One of my favorites has to be my copy of Allen Tate’s biography-novel of the Confederate general Stonewall Jackson. The novel itself struggles immaturely at achieving the Fugitive’s new complex, non-apologetic telling of Southern history and wasn’t a particularly successful effort. However, my copy belonged to the Southern publisher and thought leader, Louis Rubin.  Rubin served as a kind of adviser and compass to many of the authors in my collection, and having his copy of one of the earlier efforts at modern Southern literature is particularly special to me. But I’d be remiss not to mention my first edition of To Kill a Mockingbird - to every girl who grew up in the South and loved to read and write, that piece of history is like having a talisman on your bookshelf.
 
Best bargain you’ve found?

By monetary value, probably my copy of All the King’s Men. However, because I collect twentieth-century Southern literature, I’ve been fortunate to find many of my valuable pieces at thrift stores at bargain prices.
 
How about The One that Got Away?

I regret not purchasing more or the rest of Louis Rubin’s Fugitive collection when I ran into it at a used bookstore in New Orleans. I was a recent college graduate and reluctant to invest significant money in my new collecting hobby. But the decision haunted me so much that I went back to the bookstore on my next trip to New Orleans, only to find them vanished. Most recently, I was on vacation in Ireland and drove to a small town chasing down a relatively inexpensive copy of Faulkner’s The Sound and the Fury I’d seen online. I got there about five minutes after their closing time on the last day of my vacation - I guess I’ll just have to go back to Ireland now.
 
What would be the Holy Grail for your collection?

I’m still a little bitter about my missed copy of The Sound and the Fury, as it’s my favorite Faulkner novel and, in my mind, the pinnacle of the Southern writing style for which the Fugitives advocated. I’ve also shamelessly neglected Carson McCullers in my collecting, though she’s one of my favorite Southern writers. But the real Holy Grail, from a personal collecting perspective, would have to be the first edition of the Fugitive magazine - the beginning of it all.
 
Who is your favorite bookseller / bookstore?

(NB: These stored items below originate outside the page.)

use crate::validator::Diagnostic;
use thiserror::Error;

/// Problems with the grammar source. Always fatal at startup.
#[derive(Error, Debug)]
pub enum GrammarError {
    #[error("Failed to read grammar source {path}: {source}")]
    Io {
        path: String,
        #[source]
        source: std::io::Error,
    },

    #[error("Grammar syntax error at line {line}: {message}")]
    Syntax { line: usize, message: String },

    #[error("Undefined symbol '{symbol}' referenced by '{referenced_by}'")]
    UndefinedSymbol { symbol: String, referenced_by: String },

    #[error("Root symbol '{0}' is not defined")]
    MissingRoot(String),

    #[error("Invalid terminal '{name}': {message}")]
    InvalidTerminal { name: String, message: String },
}

#[derive(Error, Debug, Clone, PartialEq, Eq)]
pub enum GenerationError {
    #[error("Generation backend unavailable: {0}")]
    BackendUnavailable(String),

    #[error("Generation backend returned no candidate query: {0}")]
    NoOutput(String),
}

#[derive(Error, Debug, Clone, PartialEq, Eq)]
pub enum ValidationError {
    #[error("Query does not conform to the grammar: {0}")]
    GrammarViolation(Diagnostic),
}

#[derive(Error, Debug, Clone, PartialEq, Eq)]
pub enum NormalizationError {
    #[error("Statement is not read-only: {0}")]
    NonReadOnlyStatement(String),
}

#[derive(Error, Debug, Clone, PartialEq, Eq)]
pub enum ExecutionError {
    #[error("Analytical backend rejected the query ({status}): {detail}")]
    BackendRejected { status: u16, detail: String },

    #[error("Malformed response from analytical backend: {0}")]
    MalformedResponse(String),

    #[error("Analytical backend unavailable: {0}")]
    BackendUnavailable(String),
}

#[derive(Error, Debug)]
pub enum ConfigError {
    #[error("Missing configuration: {0}")]
    Missing(String),

    #[error("Invalid value for {key}: {message}")]
    Invalid { key: String, message: String },

    #[error("Failed to read {path}: {message}")]
    File { path: String, message: String },
}

/// Anything that stops the process before it can serve a request.
#[derive(Error, Debug)]
pub enum StartupError {
    #[error(transparent)]
    Config(#[from] ConfigError),

    #[error(transparent)]
    Grammar(#[from] GrammarError),

    #[error(transparent)]
    Generation(#[from] GenerationError),

    #[error(transparent)]
    Execution(#[from] ExecutionError),
}

/// Typed failure surfaced by the pipeline. Stage errors pass through verbatim.
#[derive(Error, Debug, Clone, PartialEq, Eq)]
pub enum PipelineError {
    #[error(transparent)]
    Generation(#[from] GenerationError),

    #[error(transparent)]
    Validation(#[from] ValidationError),

    #[error(transparent)]
    Normalization(#[from] NormalizationError),

    #[error(transparent)]
    Execution(#[from] ExecutionError),
}

impl PipelineError {
    /// Stable machine-readable kind, e.g. `execution.backend_rejected`.
    pub fn kind(&self) -> &'static str {
        match self {
            PipelineError::Generation(GenerationError::BackendUnavailable(_)) => {
                "generation.backend_unavailable"
            }
            PipelineError::Generation(GenerationError::NoOutput(_)) => "generation.no_output",
            PipelineError::Validation(ValidationError::GrammarViolation(_)) => {
                "validation.grammar_violation"
            }
            PipelineError::Normalization(NormalizationError::NonReadOnlyStatement(_)) => {
                "normalization.non_read_only_statement"
            }
            PipelineError::Execution(ExecutionError::BackendRejected { .. }) => {
                "execution.backend_rejected"
            }
            PipelineError::Execution(ExecutionError::MalformedResponse(_)) => {
                "execution.malformed_response"
            }
            PipelineError::Execution(ExecutionError::BackendUnavailable(_)) => {
                "execution.backend_unavailable"
            }
        }
    }
}

pub type Result<T> = std::result::Result<T, PipelineError>;

#[cfg(test)]
mod tests {
    use super::*;

    #[test]
    fn test_backend_rejected_keeps_status_and_detail() {
        let err: PipelineError = ExecutionError::BackendRejected {
            status: 500,
            detail: "[Error] Missing columns: 'salary'".to_string(),
        }
        .into();

        assert_eq!(err.kind(), "execution.backend_rejected");
        let message = err.to_string();
        assert!(message.contains("500"));
        assert!(message.contains("[Error] Missing columns: 'salary'"));
    }
}
//! Earley recognizer
//!
//! Scannerless Earley over byte positions: terminals are matched directly
//! against the input after skipping ignored text, so ambiguous grammars and
//! keyword/identifier overlaps are handled by the chart rather than a lexer.
//! Nullable rules use the Aycock-Horspool prediction shortcut.

use super::{Diagnostic, GrammarParser, ValidationOutcome};
use crate::grammar::{Grammar, Symbol};
use std::collections::{BTreeSet, HashMap, HashSet};

#[derive(Debug, Clone, Copy, PartialEq, Eq, Hash)]
struct Item {
    production: usize,
    dot: usize,
    origin: usize,
}

#[derive(Default)]
struct EarleySet {
    items: Vec<Item>,
    seen: HashSet<Item>,
    /// Items whose next symbol is the keyed rule
    waiting: HashMap<usize, Vec<Item>>,
}

impl EarleySet {
    fn add(&mut self, item: Item, grammar: &Grammar) {
        if !self.seen.insert(item) {
            return;
        }
        if let Some(Symbol::Rule(rule)) = next_symbol(grammar, item) {
            self.waiting.entry(rule).or_default().push(item);
        }
        self.items.push(item);
    }

    fn is_empty(&self) -> bool {
        self.items.is_empty()
    }
}

fn next_symbol(grammar: &Grammar, item: Item) -> Option<Symbol> {
    grammar.production(item.production).rhs.get(item.dot).copied()
}

fn advance(item: Item) -> Item {
    Item {
        dot: item.dot + 1,
        ..item
    }
}

#[derive(Debug, Default, Clone, Copy)]
pub struct EarleyParser;

impl EarleyParser {
    pub fn new() -> Self {
        Self
    }
}

impl GrammarParser for EarleyParser {
    fn parse(&self, grammar: &Grammar, text: &str) -> ValidationOutcome {
        let len = text.len();
        let root = grammar.root();
        let mut chart: Vec<EarleySet> = (0..=len).map(|_| EarleySet::default()).collect();

        for &production in grammar.productions_for(root) {
            chart[0].add(
                Item {
                    production,
                    dot: 0,
                    origin: 0,
                },
                grammar,
            );
        }

        let mut furthest = 0;
        for pos in 0..=len {
            if chart[pos].is_empty() {
                continue;
            }
            furthest = pos;
            let token_start = grammar.skip_ignored(text, pos);
            let mut scanned: HashMap<usize, Option<usize>> = HashMap::new();

            let mut idx = 0;
            while idx < chart[pos].items.len() {
                let item = chart[pos].items[idx];
                idx += 1;

                match next_symbol(grammar, item) {
                    None => {
                        // Completion. Same-position completions of nullable
                        // rules were already advanced during prediction.
                        if item.origin == pos {
                            continue;
                        }
                        let lhs = grammar.production(item.production).lhs;
                        let parents = chart[item.origin]
                            .waiting
                            .get(&lhs)
                            .cloned()
                            .unwrap_or_default();
                        for parent in parents {
                            chart[pos].add(advance(parent), grammar);
                        }
                    }
                    Some(Symbol::Rule(rule)) => {
                        for &production in grammar.productions_for(rule) {
                            chart[pos].add(
                                Item {
                                    production,
                                    dot: 0,
                                    origin: pos,
                                },
                                grammar,
                            );
                        }
                        if grammar.is_nullable(rule) {
                            chart[pos].add(advance(item), grammar);
                        }
                    }
                    Some(Symbol::Terminal(terminal)) => {
                        let end = *scanned.entry(terminal).or_insert_with(|| {
                            grammar.match_terminal(terminal, text, token_start)
                        });
                        if let Some(end) = end {
                            chart[end].add(advance(item), grammar);
                        }
                    }
                }
            }
        }

        // Empty sets may sit inside a multi-byte char
        let accepted = (0..=len).any(|pos| {
            !chart[pos].is_empty()
                && grammar.skip_ignored(text, pos) == len
                && chart[pos].items.iter().any(|item| {
                    item.origin == 0
                        && grammar.production(item.production).lhs == root
                        && next_symbol(grammar, *item).is_none()
                })
        });
        if accepted {
            return ValidationOutcome::accepted();
        }

        // Report the furthest position any derivation reached
        let expected: BTreeSet<String> = chart[furthest]
            .items
            .iter()
            .filter_map(|item| match next_symbol(grammar, *item) {
                Some(Symbol::Terminal(t)) => Some(grammar.terminal(t).display.clone()),
                _ => None,
            })
            .collect();
        let offset = grammar.skip_ignored(text, furthest);
        ValidationOutcome::rejected(Diagnostic::at(text, offset, expected.into_iter().collect()))
    }
}

#[cfg(test)]
mod tests {
    use super::*;
    use crate::grammar::Grammar;

    fn grammar(source: &str) -> Grammar {
        Grammar::compile(source, "start").unwrap()
    }

    const ARITH: &str = r#"
start: expr
?expr: expr "+" expr
     | expr "*" expr
     | "(" expr ")"
     | INT
%import common.INT
%import common.WS
%ignore WS
"#;

    #[test]
    fn test_ambiguous_grammar_is_accepted() {
        let g = grammar(ARITH);
        let parser = EarleyParser::new();
        assert!(parser.parse(&g, "1 + 2 * 3 + 4").accepted);
        assert!(parser.parse(&g, "  (1+2) * (3) ").accepted);
    }

    #[test]
    fn test_multibyte_input_is_scanned_on_char_boundaries() {
        let g = grammar(
            r#"
start: "say" STRING
STRING: /'[^']*'/
%import common.WS
%ignore WS
"#,
        );
        let parser = EarleyParser::new();
        assert!(parser.parse(&g, "say 'naïve café'").accepted);

        let outcome = parser.parse(&g, "say ünïcode");
        assert!(!outcome.accepted);
        assert_eq!(outcome.diagnostic.unwrap().offset, 4);
    }

    #[test]
    fn test_rejection_names_furthest_position() {
        let g = grammar(ARITH);
        let outcome = EarleyParser::new().parse(&g, "1 + * 3");
        assert!(!outcome.accepted);
        let diagnostic = outcome.diagnostic.unwrap();
        assert_eq!(diagnostic.offset, 4);
        assert_eq!(diagnostic.found, "*");
        assert!(diagnostic.expected.contains(&"INT".to_string()));
        assert!(diagnostic.expected.contains(&"\"(\"".to_string()));
    }

    #[test]
    fn test_truncated_input_reports_end_of_input() {
        let g = grammar(ARITH);
        let diagnostic = EarleyParser::new().parse(&g, "(1 + 2").diagnostic.unwrap();
        assert_eq!(diagnostic.found, "end of input");
        assert!(diagnostic.expected.contains(&"\")\"".to_string()));
    }

    #[test]
    fn test_nullable_and_repetition() {
        let g = grammar(
            "start: \"a\"i* opt \"b\"+\nopt: \"c\"?\n%import common.WS\n%ignore WS\n",
        );
        let parser = EarleyParser::new();
        assert!(parser.parse(&g, "b").accepted);
        assert!(parser.parse(&g, "a A a c b b").accepted);
        assert!(!parser.parse(&g, "a c").accepted);
        assert!(!parser.parse(&g, "").accepted);
    }

    #[test]
    fn test_keyword_is_not_an_identifier() {
        let g = grammar(
            "start: \"SELECT\"i NAME alias? \"FROM\"i NAME\nalias: NAME\nNAME: /[a-z_]+/i\n%import common.WS\n%ignore WS\n",
        );
        let parser = EarleyParser::new();
        assert!(parser.parse(&g, "select a b from t").accepted);
        assert!(parser.parse(&g, "select a from t").accepted);
        assert!(!parser.parse(&g, "select from from t").accepted);
        assert!(!parser.parse(&g, "selecta from t").accepted);
    }
}
#[cfg(test)]
mod tests {
    use super::*;
    use serde_json::json;

    fn result(body: serde_json::Value) -> ExecutionResult {
        ExecutionResult::from_response(200, &body).unwrap()
    }

    #[test]
    fn test_suite_covers_every_category() {
        let suite = default_suite();
        assert_eq!(suite.len(), 24);
        for category in EvalCategory::ALL {
            assert!(suite.iter().any(|c| c.category == category));
        }
    }

    #[test]
    fn test_category_parsing() {
        assert_eq!("grammar-compliance".parse(), Ok(EvalCategory::GrammarCompliance));
        assert_eq!("Production Features".parse(), Ok(EvalCategory::ProductionFeatures));
        assert!("performance".parse::<EvalCategory>().is_err());
    }

    #[test]
    fn test_query_checks() {
        let sql = "SELECT gender, department, count(*) FROM IBM_HR_Employee_Attrition \
                   GROUP BY gender, department ORDER BY count(*) DESC LIMIT 10 FORMAT JSON";
        assert_eq!(Check::LimitEquals(10).evaluate(sql, None), None);
        assert!(Check::LimitEquals(5).evaluate(sql, None).is_some());
        assert_eq!(Check::GroupByReferences(&["gender", "department"]).evaluate(sql, None), None);
        assert!(Check::GroupByReferences(&["jobrole"]).evaluate(sql, None).is_some());
        assert_eq!(Check::StartsWith("SELECT").evaluate(sql, None), None);
        assert_eq!(Check::JoinHasConstraint.evaluate(sql, None), None);
        assert!(Check::JoinHasConstraint
            .evaluate("SELECT * FROM a JOIN b FORMAT JSON", None)
            .is_some());
    }

    #[test]
    fn test_group_by_clause_stops_at_next_clause() {
        let sql = "SELECT department FROM t GROUP BY department ORDER BY gender FORMAT JSON";
        assert!(Check::GroupByReferences(&["gender"]).evaluate(sql, None).is_some());
    }

    #[test]
    fn test_result_checks() {
        let count = result(json!({"data": [{"count()": "1470"}], "rows": 1}));
        assert_eq!(Check::SingleRowNonNegativeCount.evaluate("", Some(&count)), None);
        assert_eq!(Check::RowCountAtMost(1).evaluate("", Some(&count)), None);
        assert!(Check::RowCountAtLeast(2).evaluate("", Some(&count)).is_some());
        assert!(Check::SingleRowNonNegativeCount.evaluate("", None).is_some());

        let negative = result(json!({"data": [{"x": -1}], "rows": 1}));
        assert!(Check::SingleRowNonNegativeCount.evaluate("", Some(&negative)).is_some());
    }

    #[test]
    fn test_report_summaries() {
        let case = |category, passed| EvalCaseResult {
            category,
            name: "n".to_string(),
            question: "q".to_string(),
            passed,
            generated_query: None,
            error_kind: None,
            failures: Vec::new(),
        };
        let report = EvalReport::from_cases(vec![
            case(EvalCategory::GrammarCompliance, true),
            case(EvalCategory::GrammarCompliance, false),
            case(EvalCategory::QueryExecution, true),
        ]);
        assert_eq!(report.passed, 2);
        assert_eq!(report.total, 3);
        assert!(!report.all_passed());
        assert_eq!(report.categories.len(), 2);
        assert_eq!(report.categories[0].passed, 1);
        assert_eq!(report.categories[0].total, 2);
    }
}
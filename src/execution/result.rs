//! Execution Result - structured rows returned by the analytical backend

use crate::error::ExecutionError;
use serde::{Deserialize, Serialize};
use serde_json::{Map, Value};

/// Backend-reported cost of the query.
#[derive(Debug, Clone, Default, PartialEq, Serialize, Deserialize)]
pub struct QueryStatistics {
    /// Seconds
    #[serde(default)]
    pub elapsed: Option<f64>,
    #[serde(default)]
    pub rows_read: Option<u64>,
    #[serde(default)]
    pub bytes_read: Option<u64>,
}

#[derive(Debug, Clone, PartialEq, Serialize, Deserialize)]
pub struct ExecutionResult {
    /// Row count as reported by the backend
    pub row_count: u64,

    /// Column names in backend order: from `meta` when present, else the
    /// key order of the first row as received
    pub columns: Vec<String>,

    /// Rows as column -> scalar mappings
    pub rows: Vec<Map<String, Value>>,

    /// HTTP status of the successful response
    pub status: u16,

    #[serde(skip_serializing_if = "Option::is_none")]
    pub statistics: Option<QueryStatistics>,
}

impl ExecutionResult {
    /// Parse a success body of the form
    /// `{"meta": [{"name": ..}], "data": [{..}], "rows": n, "statistics": {..}}`.
    pub fn from_response(status: u16, body: &Value) -> Result<Self, ExecutionError> {
        let data = body
            .get("data")
            .ok_or_else(|| ExecutionError::MalformedResponse("missing 'data' field".to_string()))?
            .as_array()
            .ok_or_else(|| {
                ExecutionError::MalformedResponse("'data' is not an array".to_string())
            })?;

        let row_count = body
            .get("rows")
            .ok_or_else(|| ExecutionError::MalformedResponse("missing 'rows' field".to_string()))?
            .as_u64()
            .ok_or_else(|| {
                ExecutionError::MalformedResponse("'rows' is not a non-negative integer".to_string())
            })?;

        let rows = data
            .iter()
            .enumerate()
            .map(|(idx, row)| {
                row.as_object().cloned().ok_or_else(|| {
                    ExecutionError::MalformedResponse(format!("row {} is not an object", idx))
                })
            })
            .collect::<Result<Vec<_>, _>>()?;

        let columns = match body.get("meta").and_then(|m| m.as_array()) {
            Some(meta) => meta
                .iter()
                .filter_map(|c| c.get("name").and_then(|n| n.as_str()))
                .map(str::to_string)
                .collect(),
            None => rows
                .first()
                .map(|row| row.keys().cloned().collect())
                .unwrap_or_default(),
        };

        let statistics = body
            .get("statistics")
            .and_then(|s| serde_json::from_value::<QueryStatistics>(s.clone()).ok());

        Ok(Self {
            row_count,
            columns,
            rows,
            status,
            statistics,
        })
    }

    pub fn is_empty(&self) -> bool {
        self.rows.is_empty()
    }

    /// First value of the first row, for single-aggregate queries.
    pub fn scalar(&self) -> Option<&Value> {
        let row = self.rows.first()?;
        match self.columns.first() {
            Some(column) => row.get(column),
            None => row.values().next(),
        }
    }
}

#[cfg(test)]
mod tests {
    use super::*;
    use serde_json::json;

    #[test]
    fn test_parses_rows_meta_and_statistics() {
        let body = json!({
            "meta": [{"name": "department", "type": "String"}, {"name": "c", "type": "UInt64"}],
            "data": [{"department": "Sales", "c": 446}, {"department": "Research & Development", "c": 961}],
            "rows": 2,
            "statistics": {"elapsed": 0.0012, "rows_read": 1470, "bytes_read": 30000}
        });
        let result = ExecutionResult::from_response(200, &body).unwrap();

        assert_eq!(result.row_count, 2);
        assert_eq!(result.columns, vec!["department", "c"]);
        assert_eq!(result.rows[1]["c"], 961);
        assert_eq!(result.status, 200);
        assert_eq!(result.statistics.unwrap().rows_read, Some(1470));
    }

    #[test]
    fn test_columns_fall_back_to_first_row() {
        let body = json!({"data": [{"count()": 1470}], "rows": 1});
        let result = ExecutionResult::from_response(200, &body).unwrap();
        assert_eq!(result.columns, vec!["count()"]);
        assert_eq!(result.scalar(), Some(&json!(1470)));
        assert!(result.statistics.is_none());
    }

    #[test]
    fn test_fallback_columns_keep_response_order() {
        let body: Value =
            serde_json::from_str(r#"{"data": [{"zeta": 1, "alpha": 2, "mid": 3}], "rows": 1}"#).unwrap();
        let result = ExecutionResult::from_response(200, &body).unwrap();
        assert_eq!(result.columns, vec!["zeta", "alpha", "mid"]);
        assert_eq!(result.scalar(), Some(&json!(1)));
    }

    #[test]
    fn test_missing_fields_are_malformed() {
        for body in [
            json!({"rows": 1}),
            json!({"data": []}),
            json!({"data": {}, "rows": 0}),
            json!({"data": [1, 2], "rows": 2}),
            json!({"data": [], "rows": -1}),
        ] {
            assert!(
                matches!(
                    ExecutionResult::from_response(200, &body),
                    Err(ExecutionError::MalformedResponse(_))
                ),
                "body: {body}"
            );
        }
    }
}
//! radsync - Radiology study sign-off tracker with Telegram mirroring
//!
//! Tracks diagnostic-imaging studies through a resident/attending sign-off
//! workflow and mirrors each study's state into a Telegram group chat. Voice
//! replies dictated under a mirror message are queued, downloaded in the
//! background, and attached to the originating study.
//!
//! # Architecture
//!
//! - Studies live in SQLite; the store is the single source of truth
//! - Every state change re-renders the full mirror message (edit-in-place)
//! - Voice ingestion is deferred: the webhook only records intent, a timer
//!   task does the slow I/O
//!
//! # Modules
//!
//! - `adapters`: Telegram Bot API client behind the `MessagingApi` seam
//! - `domain`: Data structures (Study, Actor, PendingVoiceJob)
//! - `signoff`: The resident/attending approval state machine
//! - `sync`: Mirror-message formatting and synchronization
//! - `ingest`: Webhook intake and the voice-job poller
//! - `notify`: Final-sign broadcast announcements
//! - `store`: SQLite persistence
//! - `server`: Webhook HTTP listener
//! - `cli`: Command-line interface
//!
//! # Usage
//!
//! ```bash
//! # Initialize the database
//! radsync init
//!
//! # Run the webhook listener and voice poller
//! radsync serve
//!
//! # Apply a sign-off
//! radsync sign 42 resident --actor-id 7 --actor-role resident
//! ```

pub mod adapters;
pub mod cli;
pub mod config;
pub mod domain;
pub mod ingest;
pub mod notify;
pub mod server;
pub mod signoff;
pub mod storage;
pub mod store;
pub mod sync;

// Re-export main types at crate root for convenience
pub use config::Config;
pub use domain::{can_sign, Actor, PendingVoiceJob, Role, SignTarget, StudyDetail};
pub use notify::NotificationDispatcher;
pub use signoff::{SignOff, SignOffError, SignOutcome};
pub use storage::MediaStore;
pub use store::{StoreError, StudyStore};
pub use sync::{MessageSyncer, SyncError};

// Voice ingestion pipeline
pub use ingest::{Clock, JobPoller, PollerConfig, SystemClock, WebhookIntake};

// Telegram integration
pub use adapters::{MessagingApi, TelegramClient, TelegramError};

A few favorite bookstores, for different reasons. For rare books and its sheer magnitude, I’ve always loved the Strand in New York. For keeping me in used paperbacks and continually reading, I’m grateful to the Harvard Book Store and the Brookline Booksmith in Boston, and Books for America in Washington DC. And I’d be a broke collector if it weren’t for the many small thrift stores and library sales I’ve visited over the years. There’s an extra thrill of finding and rescuing a first edition book among shelves of dingy mass market paperbacks that is hard to replicate even in the best used bookstore.
 
What would you collect if you didn’t collect books?

Art, especially late 19th century and early 20th century painting (I have a soft spot for the Pre-Ralphelite art since reading associated writers’ work). Or perhaps Roman and Greek artifacts, if I had an unlimited budget and there weren’t complicated ethics around collecting those items.